= Margaret Seltzer =

American writer (born 1975)

Margaret Seltzer (pseudonymously Margaret B. Jones, born 1975) is an American author who is notable for writing a fake memoir about growing up in South Central Los Angeles in February 2008. The book, entitled Love and Consequences: A Memoir of Hope and Survival, chronicled her alleged experiences growing up half white, half Native American as a foster child and Bloods gang member in South Central Los Angeles. Almost immediately after publication, the book was proven to be completely fictitious. Seltzer was revealed to have grown up with her two white biological parents in the San Fernando Valley community of Sherman Oaks. She had also attended Campbell Hall, an Episcopalian day school in the North Hollywood area of Los Angeles.

While promoting the book during radio interviews with WBUR's On Point and NPR's Tell Me More, Seltzer spoke with an African American Vernacular dialect and frequently referred to alleged gang friends as "homies" and "my home girl". The book received a number of prominent reviews in various publications, including The New York Times.

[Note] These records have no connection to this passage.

// pea: hook pipeline (C4, §4.4) — pre-hook -> handle -> post-hook

use crate::aggregator::PartialBuffer;
use crate::clock::Clock;
use crate::config::SkipOnErrorType;
use crate::error::{PeaError, PeaResult};
use crate::executor::{Executor, ExecutorHost};
use crate::message::{Envelope, Message, StatusCode};
use crate::metrics::PeaMetrics;
use crate::outcome::Outcome;
use crate::policy::{classify, ErrorAction};

fn now_unix_ms() -> i64 {
    chrono::Utc::now().timestamp_millis()
}

struct PreHookOutput<R> {
    expect_parts: usize,
    complete: bool,
    collected_envelopes: Vec<Envelope>,
    /// Sibling parts' request bodies, in arrival order, populated only on
    /// the arrival that completes a multi-part request (§4.2, SPEC_FULL.md
    /// pre-hook's `partial_requests` exposure).
    collected_requests: Vec<R>,
}

/// §4.4 pre-hook. Pushes into the aggregator when `expect_parts > 1`; the
/// push-and-complete-check is one atomic `collect` call so the key is gone
/// "before the handler observes the merged state" (§3 invariant).
fn pre_hook<R: Clone>(
    pea_name: &str,
    identity: &str,
    num_part: usize,
    aggregator: &mut PartialBuffer<R>,
    envelope: &mut Envelope,
    request: &R,
) -> PreHookOutput<R> {
    envelope.add_route(pea_name, identity, now_unix_ms());

    let expect_parts = if envelope.is_data_request { num_part } else { 1 };

    if expect_parts > 1 {
        let (complete, envs, reqs) = aggregator.collect(expect_parts, envelope.clone(), request.clone());
        tracing::info!(
            request_id = %envelope.request_id,
            request_type = %envelope.request_type,
            parts = envs.len(),
            expect_parts,
            "recv (partial) from {}",
            envelope.colored_route(),
        );
        PreHookOutput {
            expect_parts,
            complete,
            collected_envelopes: envs,
            collected_requests: reqs,
        }
    } else {
        tracing::info!(
            request_id = %envelope.request_id,
            request_type = %envelope.request_type,
            "recv from {}",
            envelope.colored_route(),
        );
        PreHookOutput {
            expect_parts,
            complete: true,
            collected_envelopes: Vec::new(),
            collected_requests: Vec::new(),
        }
    }
}

/// §4.4 handle. Reducer-completeness is checked *before* the error-status
/// check so a reducer still collects every branch even when some carry
/// errors (§4.4 step 1 note).
async fn handle<E: Executor<R>, R>(
    pre: &PreHookOutput<R>,
    skip_on_error: SkipOnErrorType,
    executor_host: &mut ExecutorHost<E, R>,
    envelope: &mut Envelope,
    request: &mut R,
) -> PeaResult<()> {
    if pre.expect_parts > 1 && !pre.complete {
        return Err(PeaError::NoExplicitMessage);
    }

    if envelope.status != StatusCode::Error || skip_on_error < SkipOnErrorType::Handle {
        let request_type = envelope.request_type.clone();
        executor_host
            .dispatch(&request_type, envelope, request, &pre.collected_requests)
            .await
    } else {
        Err(PeaError::ChainedPodException)
    }
}

/// §4.4 post-hook. Returns `Ok(())` on success, or the watermark error if
/// memory is over the high watermark — the caller decides whether to still
/// send based on that.
async fn post_hook<E: Executor<R>, R>(
    clock: &mut Clock,
    executor_host: &mut ExecutorHost<E, R>,
    metrics: &PeaMetrics,
    pre: &PreHookOutput<R>,
    envelope: &mut Envelope,
) -> PeaResult<()> {
    clock.mark_active();

    if clock.should_dump() {
        executor_host.save().await?;
        clock.mark_dumped();
        metrics.record_dump();
    }

    if clock.over_memory_watermark() {
        return Err(PeaError::MemoryOverHighWatermark);
    }

    if pre.expect_parts > 1 {
        envelope.merge_envelope_from(&pre.collected_envelopes);
    }

    envelope.update_timestamp(now_unix_ms());
    Ok(())
}

/// Runs pre -> handle -> post for one inbound message and returns the
/// `Outcome` the request loop should act on (§4.4, §4.5, §9). This is the
/// only place that decides whether post-hook still needs to run on the
/// error path (`post_hook_done`, §4.4 closing note).
pub async fn run_pipeline<E: Executor<R>, R: Clone>(
    pea_name: &str,
    identity: &str,
    num_part: usize,
    skip_on_error: SkipOnErrorType,
    raise_error_early: bool,
    clock: &mut Clock,
    aggregator: &mut PartialBuffer<R>,
    executor_host: &mut ExecutorHost<E, R>,
    metrics: &PeaMetrics,
    msg: Message<R>,
) -> PeaResult<Outcome<R>> {
    metrics.record_received();
    let Message { mut envelope, mut request } = msg;

    let pre = pre_hook(pea_name, identity, num_part, aggregator, &mut envelope, &request);

    let handle_result = handle(&pre, skip_on_error, executor_host, &mut envelope, &mut request).await;

    let mut post_hook_done = false;
    let outcome = match handle_result {
        Ok(()) => {
            match post_hook(clock, executor_host, metrics, &pre, &mut envelope).await {
                Ok(()) => {
                    post_hook_done = true;
                    metrics.record_sent();
                    Ok(Outcome::Forward(envelope.clone(), request.clone()))
                }
                Err(err) => Err(err),
            }
        }
        Err(err) => Err(err),
    };

    let outcome = match outcome {
        Ok(outcome) => outcome,
        Err(err) => {
            match classify(&err) {
                ErrorAction::Silent => {
                    metrics.record_suppressed();
                    tracing::debug!(request_id = %envelope.request_id, "suppressed: {err}");
                    Outcome::Suppress
                }
                ErrorAction::Backpressure => {
                    metrics.record_backpressure_drop();
                    tracing::error!(request_id = %envelope.request_id, "{err}");
                    Outcome::Suppress
                }
                ErrorAction::ChainedPassthrough => {
                    if !post_hook_done {
                        let _ = post_hook(clock, executor_host, metrics, &pre, &mut envelope).await;
                    }
                    envelope.add_chained_marker();
                    tracing::warn!(request_id = %envelope.request_id, "{err}");
                    metrics.record_sent();
                    Outcome::ForwardWithError(envelope, request)
                }
                ErrorAction::ExecutorFault => {
                    if raise_error_early {
                        return Err(err);
                    }
                    if !post_hook_done {
                        let _ = post_hook(clock, executor_host, metrics, &pre, &mut envelope).await;
                    }
                    let executor_name = executor_host.executor_name().to_string();
                    envelope.add_exception(err.to_string(), &executor_name);
                    tracing::error!(request_id = %envelope.request_id, executor = %executor_name, "{err}");
                    metrics.record_executor_error();
                    metrics.record_sent();
                    Outcome::ForwardWithError(envelope, request)
                }
                ErrorAction::Shutdown => {
                    tracing::info!(request_id = %envelope.request_id, "shutting down: {err}");
                    Outcome::Shutdown(envelope, request)
                }
            }
        }
    };

    Ok(outcome)
}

Following the revelation of the deception, the book's publisher, Riverhead Books, recalled all copies of the book and audiobook from booksellers. Amazon and Barnes & Noble pulled the purchase page for the book from their sites, and Riverhead offered refunds to those who purchased it. The hoax was discovered when the publisher was contacted by Seltzer's sister. Speaking to The New York Times, Seltzer later admitted that the personal details of her memoir were fabricated but claimed that some details were based on the real experiences of friends.